И ушел, придерживаясь рукой за глянцево блестевшую от масла станину.
«Да-с, — подумал Полозов и полез в карман за сигаретами. — Да-с».
«Вот ведь петрушка-то! — размышлял Полозов, протискиваясь мимо разобранного ремонтниками станка и машинально хлопая себя по карманам, в поисках спичек. — Вот петрушка…»
Алька был третьим у Огурцова. Поскребышем. Василию Ивановичу уже за сорок перевалило, когда появился Алька. А жене его, Марии Егоровне, и того больше. Была она на три года старше Огурцова.

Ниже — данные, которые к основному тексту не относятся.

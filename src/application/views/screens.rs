//! Per-screen view models
//!
//! Each keeps its own filter selection and memoized rows; callers hand in
//! the current stores whenever they render.

use super::{
    scope, DashboardSummary, Memo, Navigation, OltFilter, OltSelection, OnuFilter, Scope,
};
use crate::application::stores::StoreSet;
use crate::domain::{Olt, Onu};

/// Everything a derived view depends on besides its own filter
#[derive(Debug, Clone, PartialEq, Eq)]
pub struct ViewKey<F> {
    epoch: u64,
    auth: u64,
    olt: u64,
    onu: u64,
    user_id: Option<String>,
    filter: F,
}

impl<F> ViewKey<F> {
    pub fn new(stores: &StoreSet, filter: F) -> Self {
        Self {
            epoch: stores.epoch(),
            auth: stores.auth.revision(),
            olt: stores.olt.revision(),
            onu: stores.onu.revision(),
            user_id: stores.auth.current_user().map(|u| u.id.clone()),
            filter,
        }
    }
}

fn scoped(stores: &StoreSet) -> Scope {
    scope(
        stores.auth.current_user(),
        stores.olt.olts(),
        stores.onu.onus(),
    )
}

#[derive(Debug, Default)]
pub struct DashboardView {
    memo: Memo<ViewKey<()>, DashboardSummary>,
}

impl DashboardView {
    pub fn summary(&mut self, stores: &StoreSet) -> DashboardSummary {
        *self.memo.get_or_compute(ViewKey::new(stores, ()), || {
            DashboardSummary::compute(&scoped(stores), stores.auth.users().len())
        })
    }

    pub fn computations(&self) -> u64 {
        self.memo.computations()
    }
}

#[derive(Debug, Default)]
pub struct OltListView {
    pub filter: OltFilter,
    memo: Memo<ViewKey<OltFilter>, Vec<Olt>>,
}

impl OltListView {
    pub fn rows(&mut self, stores: &StoreSet) -> &[Olt] {
        let filter = self.filter.clone();
        self.memo
            .get_or_compute(ViewKey::new(stores, filter.clone()), || {
                filter.apply(&scoped(stores).olts)
            })
    }

    /// Detail lookup restricted to what the session may see.
    pub fn find(&self, stores: &StoreSet, id: &str) -> Option<Olt> {
        scoped(stores).olts.into_iter().find(|olt| olt.id == id)
    }
}

#[derive(Debug, Default)]
pub struct OnuListView {
    filter: OnuFilter,
    memo: Memo<ViewKey<OnuFilter>, Vec<Onu>>,
}

impl OnuListView {
    pub fn filter(&self) -> &OnuFilter {
        &self.filter
    }

    pub fn set_filter(&mut self, filter: OnuFilter) {
        self.filter = filter;
    }

    /// Adopt the filter carried by a dashboard tile selection.
    pub fn open_with(&mut self, navigation: &Navigation) {
        if let Some(filter) = &navigation.onu_filter {
            self.filter = filter.clone();
        }
    }

    pub fn rows(&mut self, stores: &StoreSet) -> &[Onu] {
        let filter = self.filter.clone();
        self.memo
            .get_or_compute(ViewKey::new(stores, filter.clone()), || {
                filter.apply(&scoped(stores).onus)
            })
    }

    /// OLT choices offered by the owner filter: only OLTs in scope.
    pub fn olt_options(&self, stores: &StoreSet) -> Vec<(OltSelection, String)> {
        std::iter::once((OltSelection::All, "All".to_string()))
            .chain(
                scoped(stores)
                    .olts
                    .into_iter()
                    .map(|olt| (OltSelection::Only(olt.id), olt.name)),
            )
            .collect()
    }

    /// Detail lookup restricted to what the session may see.
    pub fn find(&self, stores: &StoreSet, id: &str) -> Option<Onu> {
        scoped(stores).onus.into_iter().find(|onu| onu.id == id)
    }

    pub fn computations(&self) -> u64 {
        self.memo.computations()
    }
}

#[cfg(test)]
mod tests {
    use super::*;
    use crate::application::stores::{Action, AuthAction, OnuAction};
    use crate::application::views::{StatusFilter, SummaryTile};

    fn signed_in(username: &str, password: &str) -> StoreSet {
        let mut stores = StoreSet::seeded();
        stores.reduce(Action::Auth(AuthAction::Login {
            username: username.into(),
            password: password.into(),
        }));
        stores
    }

    #[test]
    fn rows_are_memoized_until_inputs_change() {
        let mut stores = signed_in("admin", "admin123");
        let mut view = OnuListView::default();

        assert_eq!(view.rows(&stores).len(), 3);
        assert_eq!(view.rows(&stores).len(), 3);
        assert_eq!(view.computations(), 1);

        stores.reduce(Action::Onu(OnuAction::Delete("2".into())));
        assert_eq!(view.rows(&stores).len(), 2);
        assert_eq!(view.computations(), 2);

        view.set_filter(OnuFilter::by_status(StatusFilter::Offline));
        assert_eq!(view.rows(&stores).len(), 1);
        assert_eq!(view.computations(), 3);
    }

    #[test]
    fn noop_mutation_does_not_recompute() {
        let mut stores = signed_in("admin", "admin123");
        let mut view = DashboardView::default();
        view.summary(&stores);

        stores.reduce(Action::Onu(OnuAction::Delete("missing".into())));
        view.summary(&stores);

        assert_eq!(view.computations(), 1);
    }

    #[test]
    fn technician_cannot_reach_out_of_scope_onu() {
        let stores = signed_in("teknisi", "teknisi123");
        let view = OnuListView::default();

        assert!(view.find(&stores, "1").is_some());
        assert!(view.find(&stores, "3").is_none());
        let options: Vec<String> = view.olt_options(&stores).into_iter().map(|(_, n)| n).collect();
        assert_eq!(options, vec!["All".to_string(), "OLT-Central-01".to_string()]);
    }

    #[test]
    fn session_change_recomputes_summary() {
        let mut stores = signed_in("admin", "admin123");
        let mut view = DashboardView::default();
        assert_eq!(view.summary(&stores).total_onus, 3);

        stores.reduce(Action::Auth(AuthAction::Logout));
        stores.reduce(Action::Auth(AuthAction::Login {
            username: "teknisi".into(),
            password: "teknisi123".into(),
        }));
        assert_eq!(view.summary(&stores).total_onus, 2);
    }

    #[test]
    fn tile_navigation_prefilters_list() {
        let stores = signed_in("admin", "admin123");
        let mut view = OnuListView::default();
        view.open_with(&SummaryTile::OnuOffline.select());

        let ids: Vec<&str> = view.rows(&stores).iter().map(|o| o.id.as_str()).collect();
        assert_eq!(ids, vec!["3"]);
    }
}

Старшая дочка Василия Ивановича уже заканчивает педагогический институт, младшая — операционная сестра, Полозов даже в газете недавно читал о ней, а вот Алька… Алька удивлял Полозова: Алька все отрицал. Шутя Полозов говорил Огурцову, что это Алькино отрицание есть «преддверие отрицания отрицания», но хлопот и Огурцову и Полозову как начальнику цеха Алька доставлял немало. Был он непонятен Ивану Ивановичу, не совсем приятен, хотя Полозов считал себя неплохим психологом и даже немного этим гордился.

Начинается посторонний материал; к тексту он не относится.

//! Initial roster used on first launch and after a logout purge

use chrono::{DateTime, TimeZone, Utc};

use super::{DeviceStatus, Olt, Onu, OnuMode, Settings, User, UserRole, WlanConfig, WlanSecurity};

pub const HEADQUARTERS: &str = "Gedung Pusat Telekomunikasi";
pub const WEST_BRANCH: &str = "Kantor Cabang Barat";

fn at(year: i32, month: u32, day: u32, hour: u32, minute: u32) -> DateTime<Utc> {
    Utc.with_ymd_and_hms(year, month, day, hour, minute, 0)
        .earliest()
        .unwrap_or_default()
}

pub fn users() -> Vec<User> {
    vec![
        User {
            id: "user-1".into(),
            username: "admin".into(),
            password: "admin123".into(),
            name: "Administrator".into(),
            position: "Super Admin".into(),
            role: UserRole::SuperAdmin,
            location: None,
        },
        User {
            id: "user-2".into(),
            username: "teknisi".into(),
            password: "teknisi123".into(),
            name: "Budi Santoso".into(),
            position: "Teknisi Lapangan".into(),
            role: UserRole::Technician,
            location: Some(HEADQUARTERS.into()),
        },
    ]
}

pub fn olts() -> Vec<Olt> {
    vec![
        Olt {
            id: "1".into(),
            name: "OLT-Central-01".into(),
            location: HEADQUARTERS.into(),
            ip_address: "192.168.1.100".into(),
            snmp_port: 161,
            snmp_version: "v2c".into(),
            snmp_community: "public".into(),
            status: DeviceStatus::Online,
            uptime: "45 hari 12 jam".into(),
            total_ports: 16,
            active_ports: 14,
            created_at: at(2024, 1, 15, 8, 0),
        },
        Olt {
            id: "2".into(),
            name: "OLT-West-02".into(),
            location: WEST_BRANCH.into(),
            ip_address: "192.168.2.100".into(),
            snmp_port: 161,
            snmp_version: "v2c".into(),
            snmp_community: "public".into(),
            status: DeviceStatus::Online,
            uptime: "30 hari 6 jam".into(),
            total_ports: 8,
            active_ports: 7,
            created_at: at(2024, 2, 1, 10, 30),
        },
    ]
}

pub fn onus() -> Vec<Onu> {
    vec![
        Onu {
            id: "1".into(),
            olt_id: "1".into(),
            olt_name: "OLT-Central-01".into(),
            name: "ONU-Customer-001".into(),
            serial_number: "HWTC12345678".into(),
            mac_address: "00:11:22:33:44:55".into(),
            ip_address: "192.168.100.10".into(),
            status: DeviceStatus::Online,
            signal_strength: -22,
            distance: "1.2 km".into(),
            port: "PON 0/1/1".into(),
            vlan: 100,
            mode: OnuMode::Pppoe,
            pppoe_username: Some("user001@isp.net".into()),
            pppoe_password: Some("password123".into()),
            port_binding: vec!["LAN1".into(), "LAN2".into()],
            wlan: WlanConfig {
                ssid: "WiFi-Customer-001".into(),
                security: WlanSecurity::Password,
                password: Some("wifi123456".into()),
            },
            uptime: "15 hari 8 jam".into(),
            last_seen: at(2025, 1, 10, 14, 30),
            estimated_break_location: None,
        },
        Onu {
            id: "2".into(),
            olt_id: "1".into(),
            olt_name: "OLT-Central-01".into(),
            name: "ONU-Customer-002".into(),
            serial_number: "HWTC87654321".into(),
            mac_address: "AA:BB:CC:DD:EE:FF".into(),
            ip_address: "192.168.100.11".into(),
            status: DeviceStatus::Online,
            signal_strength: -25,
            distance: "2.5 km".into(),
            port: "PON 0/1/2".into(),
            vlan: 100,
            mode: OnuMode::Bridge,
            pppoe_username: None,
            pppoe_password: None,
            port_binding: vec!["LAN1".into(), "LAN2".into(), "LAN3".into(), "LAN4".into()],
            wlan: WlanConfig {
                ssid: "Home-Network-002".into(),
                security: WlanSecurity::Password,
                password: Some("secure2025".into()),
            },
            uptime: "22 hari 3 jam".into(),
            last_seen: at(2025, 1, 10, 14, 28),
            estimated_break_location: None,
        },
        Onu {
            id: "3".into(),
            olt_id: "2".into(),
            olt_name: "OLT-West-02".into(),
            name: "ONU-Customer-003".into(),
            serial_number: "HWTC11223344".into(),
            mac_address: "11:22:33:44:55:66".into(),
            ip_address: "192.168.100.12".into(),
            status: DeviceStatus::Offline,
            signal_strength: -28,
            distance: "3.1 km".into(),
            port: "PON 0/2/1".into(),
            vlan: 200,
            mode: OnuMode::Pppoe,
            pppoe_username: Some("user003@isp.net".into()),
            pppoe_password: Some("pass2025".into()),
            port_binding: vec!["LAN1".into()],
            wlan: WlanConfig {
                ssid: "MyWiFi-003".into(),
                security: WlanSecurity::Open,
                password: None,
            },
            uptime: "0 hari 0 jam".into(),
            last_seen: at(2025, 1, 9, 22, 15),
            estimated_break_location: None,
        },
    ]
}

pub fn settings() -> Settings {
    Settings::default()
}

«И не дурак же, черт бы его побрал! А ведь поди ж ты: “Не верю никому!” — и все тут. И так чуть ли не с самого первого класса начиная. “В школе — врут, — вспоминал Полозов свой с Алькой давнишний, еще при поступлении в цех, разговор. — Учительница, мол, как увидит, что папа Михайлова на машине подъехал, так чуть ли не дверцы открывать бежит. А Михайлову не пять, так уж четыре — точно. А папа ей — кофточки импортные. Ему что — директор магазина. Я сам кофточки эти видел”. Дура, конечно! Да и тот гусь хорош! А как вот этому оболтусу объяснишь? Своя голова должна работать. А он — нет! Не хочет. Все вруны. Все только для себя. Никому ничего не нужно. А разве Вася может тебе объяснить все как надо?! Он ведь только работой, спиной своей навечно согнутой объяснить это может. Так и тому не верит. Говорит, торшер сделал на заводе. Металл брал, плексиглас брал, патроны и выключатели — и те из электроцеха притащил! Когда через проходную нес, прятал детали под пиджак. Знаю, прятал. Слышал, как матери рассказывал. Значит, воровал? А тогда чем он лучше Лопуха, который за воровство три раза уже срок отбывал?